What exactly happens when a molecule breaks apart? A phenomenon like this can be investigated with short laser pulses. But there is a big problem: one has to deal with very different time scales simultaneously. The electrons move so fast that they have to be studied on an attosecond time scale (an attosecond is a billionth of a billionth of a second). The heavier particles in the molecule, on the other hand, hardly move at all within an attosecond. If the distance between them increases and the molecule finally breaks apart, these dynamics can only be observed on a much larger time scale.

A method has now been developed at TU Wien (Vienna) that makes both time scales accessible simultaneously. The method uses an elliptically polarized laser pulse. For such a pulse the direction of the laser electric field rotates, much like the hand of a clock. The duration of the laser pulse is long enough to probe the comparatively slow break-up of the molecule, but the rotation of the electric field - the hand of the clock - is fast enough to serve as a time reference for the ultrafast dynamics of the electrons. Both kinds of motion are closely related. The experiment has now been published in the journal "Physical Review Letters". The TU Wien team collaborated with André Staudte from the National Research Council in Canada.

A hydrogen molecule is fragmented

"In our experiment, we shoot a laser pulse at a hydrogen molecule," says Markus Kitzler-Zeiler from the Institute of Photonics at the TU Wien. The molecule consists of two hydrogen atoms - two protons and two electrons. The electric field of the laser rips off an electron. Within attoseconds the electron leaves the molecule and flies away. As soon as an electron is missing, the bond between the remaining particles of the molecule changes, too. The distance between the two protons increases. If later during the pulse the second electron is also removed by the laser field, the two protons repel each other and the molecule disintegrates completely.

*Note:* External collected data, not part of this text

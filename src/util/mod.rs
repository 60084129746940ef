//! Internal helpers.

use std::path::{Component, Path, PathBuf};

/// Lexically normalizes a path: drops `.` components, folds `name/..`, and
/// maps an empty result to `.`. The filesystem is not consulted.
pub(crate) fn clean_path(path: &Path) -> PathBuf {
    let mut out = PathBuf::new();
    for component in path.components() {
        match component {
            Component::CurDir => {}
            Component::ParentDir => {
                let last = out.components().next_back();
                let (folds, rooted) = match last {
                    Some(Component::Normal(_)) => (true, false),
                    Some(Component::RootDir | Component::Prefix(_)) => (false, true),
                    _ => (false, false),
                };
                if folds {
                    out.pop();
                } else if !rooted {
                    out.push("..");
                }
            }
            other => out.push(other.as_os_str()),
        }
    }
    if out.as_os_str().is_empty() {
        out.push(".");
    }
    out
}
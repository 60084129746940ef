//! Chunk fingerprint type.

use std::fmt;
use std::str::FromStr;

/// A 32-byte BLAKE3 fingerprint of chunk data.
///
/// Consumers use it as a dedup key: the same file reached through two
/// configured paths yields chunks with equal fingerprints.
#[derive(Debug, Clone, Copy, PartialEq, Eq, PartialOrd, Ord, Hash)]
pub struct ChunkHash([u8; 32]);

impl ChunkHash {
    /// The size of the fingerprint in bytes.
    pub const SIZE: usize = 32;

    /// Wraps raw fingerprint bytes.
    pub const fn new(bytes: [u8; 32]) -> Self {
        Self(bytes)
    }

    /// Returns the raw bytes.
    pub fn as_bytes(&self) -> &[u8; 32] {
        &self.0
    }

    /// Lowercase hex form, as printed in logs.
    pub fn to_hex(&self) -> String {
        self.to_string()
    }
}

impl AsRef<[u8]> for ChunkHash {
    fn as_ref(&self) -> &[u8] {
        &self.0
    }
}

impl fmt::Display for ChunkHash {
    fn fmt(&self, f: &mut fmt::Formatter<'_>) -> fmt::Result {
        self.0.iter().try_for_each(|byte| write!(f, "{:02x}", byte))
    }
}

/// Error returned when parsing a malformed hex fingerprint.
#[derive(Debug, Clone, Copy, PartialEq, Eq, thiserror::Error)]
#[error("fingerprint must be 64 hex characters")]
pub struct ParseChunkHashError;

impl FromStr for ChunkHash {
    type Err = ParseChunkHashError;

    fn from_str(s: &str) -> Result<Self, Self::Err> {
        if s.len() != Self::SIZE * 2 || !s.is_ascii() {
            return Err(ParseChunkHashError);
        }
        let mut bytes = [0u8; 32];
        for (out, pair) in bytes.iter_mut().zip(s.as_bytes().chunks_exact(2)) {
            let pair = std::str::from_utf8(pair).map_err(|_| ParseChunkHashError)?;
            *out = u8::from_str_radix(pair, 16).map_err(|_| ParseChunkHashError)?;
        }
        Ok(Self(bytes))
    }
}

#[cfg(test)]
mod tests {
    use super::*;

    #[test]
    fn test_display_is_lowercase_hex() {
        let mut bytes = [0u8; 32];
        bytes[..4].copy_from_slice(&[0xDE, 0xAD, 0xBE, 0xEF]);
        let hash = ChunkHash::new(bytes);
        let hex = hash.to_hex();
        assert_eq!(hex.len(), 64);
        assert!(hex.starts_with("deadbeef"));
    }

    #[test]
    fn test_parse_hex() {
        let hash = ChunkHash::new([0xABu8; 32]);
        let parsed: ChunkHash = hash.to_hex().parse().unwrap();
        assert_eq!(parsed, hash);
    }

    #[test]
    fn test_parse_rejects_bad_input() {
        assert!("abc".parse::<ChunkHash>().is_err());
        assert!("zz".repeat(32).parse::<ChunkHash>().is_err());
    }
}
//! Cooperative cancellation.
//!
//! A [`Context`] is cancelled at most once. Scanning code samples it at
//! path/unit granularity with [`Context::is_done`] and races it against
//! blocking channel sends with [`cancellable_write`]. A file whose read has
//! started is always chunked to the end, so shutdown latency is bounded by
//! the time to scan one file.

use std::convert::Infallible;
use std::sync::{Arc, Mutex, PoisonError};

use crossbeam_channel::{Receiver, Sender, TryRecvError, select};

use crate::error::{Error, Result};

/// Cancellation handle shared by a caller and the sources it drives.
///
/// Cloning is cheap; all clones observe the same cancellation.
///
/// ```
/// use chunkfeed::Context;
///
/// let ctx = Context::new();
/// let worker = ctx.clone();
/// assert!(!worker.is_done());
///
/// ctx.cancel();
/// assert!(worker.is_done());
/// ```
#[derive(Debug, Clone)]
pub struct Context {
    // Dropping the only sender disconnects every `done` receiver.
    cancel: Arc<Mutex<Option<Sender<Infallible>>>>,
    done: Receiver<Infallible>,
}

impl Context {
    /// Creates a context that is not cancelled.
    pub fn new() -> Self {
        let (tx, rx) = crossbeam_channel::bounded(0);
        Self {
            cancel: Arc::new(Mutex::new(Some(tx))),
            done: rx,
        }
    }

    /// Cancels the context. Idempotent.
    pub fn cancel(&self) {
        let sender = self
            .cancel
            .lock()
            .unwrap_or_else(PoisonError::into_inner)
            .take();
        drop(sender);
    }

    /// Reports whether the context has been cancelled.
    pub fn is_done(&self) -> bool {
        matches!(self.done.try_recv(), Err(TryRecvError::Disconnected))
    }

    /// A receiver that becomes ready (disconnected) on cancellation, for use
    /// in `select!`.
    pub fn done(&self) -> &Receiver<Infallible> {
        &self.done
    }
}

impl Default for Context {
    fn default() -> Self {
        Self::new()
    }
}

/// Sends `item`, giving up if `ctx` is cancelled first.
///
/// # Errors
///
/// - [`Error::Cancelled`] if the context is done before the send completes
/// - [`Error::ChannelClosed`] if the receiver was dropped
pub fn cancellable_write<T>(ctx: &Context, tx: &Sender<T>, item: T) -> Result<()> {
    if ctx.is_done() {
        return Err(Error::Cancelled);
    }
    select! {
        send(tx, item) -> res => res.map_err(|_| Error::ChannelClosed),
        recv(ctx.done()) -> _ => Err(Error::Cancelled),
    }
}

#[cfg(test)]
mod tests {
    use super::*;
    use std::thread;
    use std::time::Duration;

    #[test]
    fn test_cancel_is_idempotent() {
        let ctx = Context::new();
        ctx.cancel();
        ctx.cancel();
        assert!(ctx.is_done());
    }

    #[test]
    fn test_write_delivers() {
        let ctx = Context::new();
        let (tx, rx) = crossbeam_channel::bounded(1);
        cancellable_write(&ctx, &tx, 42).unwrap();
        assert_eq!(rx.recv().unwrap(), 42);
    }

    #[test]
    fn test_write_after_cancel_fails() {
        let ctx = Context::new();
        let (tx, _rx) = crossbeam_channel::bounded(1);
        ctx.cancel();
        assert!(matches!(
            cancellable_write(&ctx, &tx, 1),
            Err(Error::Cancelled)
        ));
    }

    #[test]
    fn test_blocked_write_unblocks_on_cancel() {
        let ctx = Context::new();
        let (tx, _rx) = crossbeam_channel::bounded::<u8>(0);
        let canceller = {
            let ctx = ctx.clone();
            thread::spawn(move || {
                thread::sleep(Duration::from_millis(20));
                ctx.cancel();
            })
        };
        let result = cancellable_write(&ctx, &tx, 1);
        canceller.join().unwrap();
        assert!(matches!(result, Err(Error::Cancelled)));
    }

    #[test]
    fn test_write_to_dropped_receiver() {
        let ctx = Context::new();
        let (tx, rx) = crossbeam_channel::bounded::<u8>(1);
        drop(rx);
        assert!(matches!(
            cancellable_write(&ctx, &tx, 1),
            Err(Error::ChannelClosed)
        ));
    }
}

As each proton is about two thousand times heavier than an electron, the protons move much more slowly. The motion of the atoms as they are drifting apart is measured in femtoseconds or even picoseconds - thousands or millions of attoseconds. On a human scale this is still unimaginably short, but the difference to the ultrafast dynamics of the electrons is so large that it is very difficult to find a suitable clock that can measure both the rapid motion of the electrons and the slower break-up of the atomic bonds.

Polarization as a quantum clock hand

The solution was to link different timers. The fast timer is the rotation of the light field. "Just as you can add an additional hand to a wristwatch to measure shorter time intervals, we have added a quantum hand to the laser pulse," says André Staudte. Like the clock hand, the direction of the electric field of the elliptically polarized laser light – its polarization vector – rotates, but at an extremely fast speed -once every 2.5 femtoseconds. This continuous change of direction can be used to investigate how the fast motion of the electrons is related to the slow motion of the protons. As the research team was able to show, the slower proton movement can be analyzed by looking at the energy of the protons after the molecule fracture.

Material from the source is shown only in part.